*** Block opens ***

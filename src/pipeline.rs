//! Per-frame orchestration: detection and tracking schedule, association,
//! foot point resolution, height estimation and smoothing.
//!
//! Every Nth frame runs the face detector and re-anchors tracks on verified
//! detections. The frames in between follow each track with its own visual
//! tracker. Every frame ends with a [`FrameReport`] describing all live tracks.
//!
//! No collaborator failure aborts a frame: detector errors yield no
//! candidates, tracker errors count as misses and pose errors fall back to the
//! bounding box.

use crate::{
    association::associate,
    bbox::BBox,
    config::Config,
    face_detection::FaceDetector,
    frame::Frame,
    geometry::{CameraModel, HeightEstimate, Indeterminate},
    mark_detection::LandmarkMesh,
    pose_estimation::{PoseEstimator, PoseLandmarks},
    smoothing::HeightStats,
    track::{Track, TrackStore},
    verification::FaceVerifier,
    visual_tracker::{TrackerFactory, VisualTracker},
    Result,
};
use log::{debug, warn};
use nalgebra::Point2;

/// What a frame was used for
#[derive(Debug, Clone, Copy, PartialEq, Eq)]
pub enum FrameMode {
    /// Full face detection and association
    Detect,
    /// Visual tracker propagation only
    Track,
}

/// Where a track's foot point came from
#[derive(Debug, Clone, Copy, PartialEq, Eq)]
pub enum FootSource {
    /// Ankle landmark from the pose estimator
    Ankle,
    /// Bottom-centre of the bounding box
    BoxBottom,
}

/// Per-track output for one frame
#[derive(Debug, Clone, PartialEq)]
pub struct TrackReport {
    pub id: u64,
    pub bbox: BBox,
    /// Head point, top-centre of the box
    pub head: Point2<f64>,
    pub foot: Point2<f64>,
    pub foot_source: FootSource,
    /// This frame's measurement, or why there is none
    pub estimate: std::result::Result<HeightEstimate, Indeterminate>,
    /// Mean of the height history; `None` when this frame had no measurement
    pub smoothed: Option<f64>,
    /// Summary of the height history after this frame
    pub stats: Option<HeightStats>,
    pub frames_missing: u32,
}

impl TrackReport {
    /// Height label for display, `"N/A"` when this frame had no measurement
    #[must_use]
    pub fn height_text(&self) -> String {
        match self.smoothed {
            Some(h) => format!("{h:.2} m"),
            None => "N/A".to_string(),
        }
    }
}

/// Output of [`HeightPipeline::process_frame`]
#[derive(Debug, Clone, PartialEq)]
pub struct FrameReport {
    pub frame_index: u64,
    pub mode: FrameMode,
    /// Live tracks in creation order
    pub tracks: Vec<TrackReport>,
}

/// The detection, tracking and height estimation pipeline
pub struct HeightPipeline<F: Frame> {
    camera: CameraModel,
    detect_every_n: u64,
    iou_threshold: f64,
    count_detection_misses: bool,
    detector: Box<dyn FaceDetector<F>>,
    tracker_factory: Box<dyn TrackerFactory<F>>,
    verifier: FaceVerifier<F>,
    pose_estimator: Option<Box<dyn PoseEstimator<F>>>,
    tracks: TrackStore<F>,
    frame_index: u64,
}

impl<F: Frame> HeightPipeline<F> {
    /// Create a pipeline from a validated configuration
    ///
    /// # Errors
    ///
    /// Returns an error if the configuration is invalid.
    pub fn new(
        config: &Config,
        detector: Box<dyn FaceDetector<F>>,
        tracker_factory: Box<dyn TrackerFactory<F>>,
    ) -> Result<Self> {
        config.validate()?;

        Ok(Self {
            camera: config.camera_model()?,
            detect_every_n: config.detection.every_n_frames,
            iou_threshold: config.tracking.iou_threshold,
            count_detection_misses: config.tracking.count_detection_misses,
            detector,
            tracker_factory,
            verifier: FaceVerifier::new(config.verification.clone()),
            pose_estimator: None,
            tracks: TrackStore::new(config.tracking.retirement_threshold, config.smoothing.window),
            frame_index: 0,
        })
    }

    /// Use ankle landmarks from `estimator` as foot points
    #[must_use]
    pub fn with_pose_estimator(mut self, estimator: Box<dyn PoseEstimator<F>>) -> Self {
        self.pose_estimator = Some(estimator);
        self
    }

    /// Confirm face candidates with a landmark mesh
    #[must_use]
    pub fn with_landmark_mesh(mut self, mesh: Box<dyn LandmarkMesh<F>>) -> Self {
        self.verifier = self.verifier.with_mesh(mesh);
        self
    }

    /// Index of the next frame to be processed
    #[must_use]
    pub fn frame_index(&self) -> u64 {
        self.frame_index
    }

    #[must_use]
    pub fn tracks(&self) -> &TrackStore<F> {
        &self.tracks
    }

    #[must_use]
    pub fn camera(&self) -> &CameraModel {
        &self.camera
    }

    #[must_use]
    pub fn verifier(&self) -> &FaceVerifier<F> {
        &self.verifier
    }

    /// Mode the next frame will run in
    #[must_use]
    pub fn next_mode(&self) -> FrameMode {
        if self.frame_index % self.detect_every_n == 0 {
            FrameMode::Detect
        } else {
            FrameMode::Track
        }
    }

    /// Process one frame and report every live track
    pub fn process_frame(&mut self, frame: &F) -> FrameReport {
        let mode = self.next_mode();
        debug!("Frame {} in {mode:?} mode", self.frame_index);

        let pose = self.estimate_pose(frame);

        match mode {
            FrameMode::Detect => self.detect_step(frame),
            FrameMode::Track => self.track_step(frame),
        }

        let report = FrameReport {
            frame_index: self.frame_index,
            mode,
            tracks: self.report_tracks(frame, pose.as_ref()),
        };

        self.frame_index += 1;
        report
    }

    fn estimate_pose(&mut self, frame: &F) -> Option<PoseLandmarks> {
        let estimator = self.pose_estimator.as_mut()?;
        match estimator.estimate(frame) {
            Ok(pose) => pose,
            Err(e) => {
                warn!("Pose estimation failed: {e}");
                None
            }
        }
    }

    fn detect_step(&mut self, frame: &F) {
        let detections = match self.detector.detect(frame) {
            Ok(d) => d,
            Err(e) => {
                warn!("Face detection failed: {e}");
                Vec::new()
            }
        };

        let (fw, fh) = (frame.width(), frame.height());
        let candidates: Vec<BBox> = detections
            .iter()
            .map(|d| (d.score, d.bbox.clip_to(fw, fh)))
            .filter(|(score, bbox)| self.verifier.accept(*score, bbox, frame))
            .map(|(_, bbox)| bbox)
            .collect();
        debug!(
            "{} of {} detections verified",
            candidates.len(),
            detections.len()
        );

        let association = associate(&self.tracks.boxes(), &candidates, self.iou_threshold);

        for &(track_idx, cand_idx) in &association.matched {
            let bbox = candidates[cand_idx];
            let tracker = self.start_tracker(frame, bbox);
            let Some(track) = self.tracks.get_index_mut(track_idx) else {
                continue;
            };
            match tracker {
                Some(tracker) => track.reassign(bbox, tracker),
                // Box and tracker must agree, so fall back to the old tracker
                None => match track.tracker_mut().init(frame, bbox) {
                    Ok(()) => track.record_hit(bbox),
                    Err(e) => {
                        warn!("Failed to re-anchor track {}: {e}", track.id());
                        track.record_miss();
                    }
                },
            }
        }

        if self.count_detection_misses {
            for &track_idx in &association.unmatched_tracks {
                if let Some(track) = self.tracks.get_index_mut(track_idx) {
                    track.record_miss();
                }
            }
        }

        for &cand_idx in &association.unmatched_candidates {
            let bbox = candidates[cand_idx];
            if let Some(tracker) = self.start_tracker(frame, bbox) {
                self.tracks.spawn(bbox, tracker);
            }
        }

        if self.count_detection_misses {
            self.tracks.retire_lost();
        }
    }

    fn track_step(&mut self, frame: &F) {
        let (fw, fh) = (frame.width(), frame.height());

        for track in self.tracks.iter_mut() {
            match track.tracker_mut().update(frame) {
                Ok(Some(bbox)) => {
                    let clipped = bbox.clip_to(fw, fh);
                    if clipped.is_empty() {
                        debug!("Track {} left the frame", track.id());
                        track.record_miss();
                    } else {
                        track.record_hit(clipped);
                    }
                }
                Ok(None) => track.record_miss(),
                Err(e) => {
                    warn!("Tracker update failed for track {}: {e}", track.id());
                    track.record_miss();
                }
            }
        }

        self.tracks.retire_lost();
    }

    /// Create a tracker and initialise it on `bbox`, `None` on failure
    fn start_tracker(&self, frame: &F, bbox: BBox) -> Option<Box<dyn VisualTracker<F>>> {
        let mut tracker = match self.tracker_factory.create() {
            Ok(t) => t,
            Err(e) => {
                warn!("Failed to create tracker: {e}");
                return None;
            }
        };

        if let Err(e) = tracker.init(frame, bbox) {
            warn!("Failed to initialise tracker on {bbox:?}: {e}");
            return None;
        }

        Some(tracker)
    }

    fn report_tracks(&mut self, frame: &F, pose: Option<&PoseLandmarks>) -> Vec<TrackReport> {
        let frame_height = f64::from(frame.height());
        let camera = self.camera;

        self.tracks
            .iter_mut()
            .map(|track| report_track(&camera, track, pose, frame_height))
            .collect()
    }
}

/// Resolve head and foot points, measure, and update the track's history
fn report_track<F: Frame>(
    camera: &CameraModel,
    track: &mut Track<F>,
    pose: Option<&PoseLandmarks>,
    frame_height: f64,
) -> TrackReport {
    let bbox = track.bbox();
    let head = bbox.top_center();
    let (foot, foot_source) = resolve_foot(&bbox, pose, frame_height);

    let estimate = camera.estimate_height(head.y, foot.y, Some(foot.x));
    let smoothed = match &estimate {
        Ok(est) => Some(track.history_mut().push(est.height)),
        Err(reason) => {
            debug!("Track {}: no height this frame ({reason})", track.id());
            None
        }
    };

    TrackReport {
        id: track.id(),
        bbox,
        head,
        foot,
        foot_source,
        estimate,
        smoothed,
        stats: track.history().stats(),
        frames_missing: track.frames_missing(),
    }
}

/// Foot point for `bbox`: the nearer ankle when it lies within the frame rows,
/// otherwise the bottom-centre of the box
#[must_use]
pub fn resolve_foot(
    bbox: &BBox,
    pose: Option<&PoseLandmarks>,
    frame_height: f64,
) -> (Point2<f64>, FootSource) {
    if let Some(pose) = pose {
        let ankle = pose.closest_ankle(bbox.center_x());
        if (0.0..=frame_height).contains(&ankle.y) {
            return (ankle, FootSource::Ankle);
        }
    }
    (bbox.bottom_center(), FootSource::BoxBottom)
}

*** Block closes ***

Goal of the exercise
Count the lines in the data where "FaceDetector" occurs. Report the number only.

Final answer
3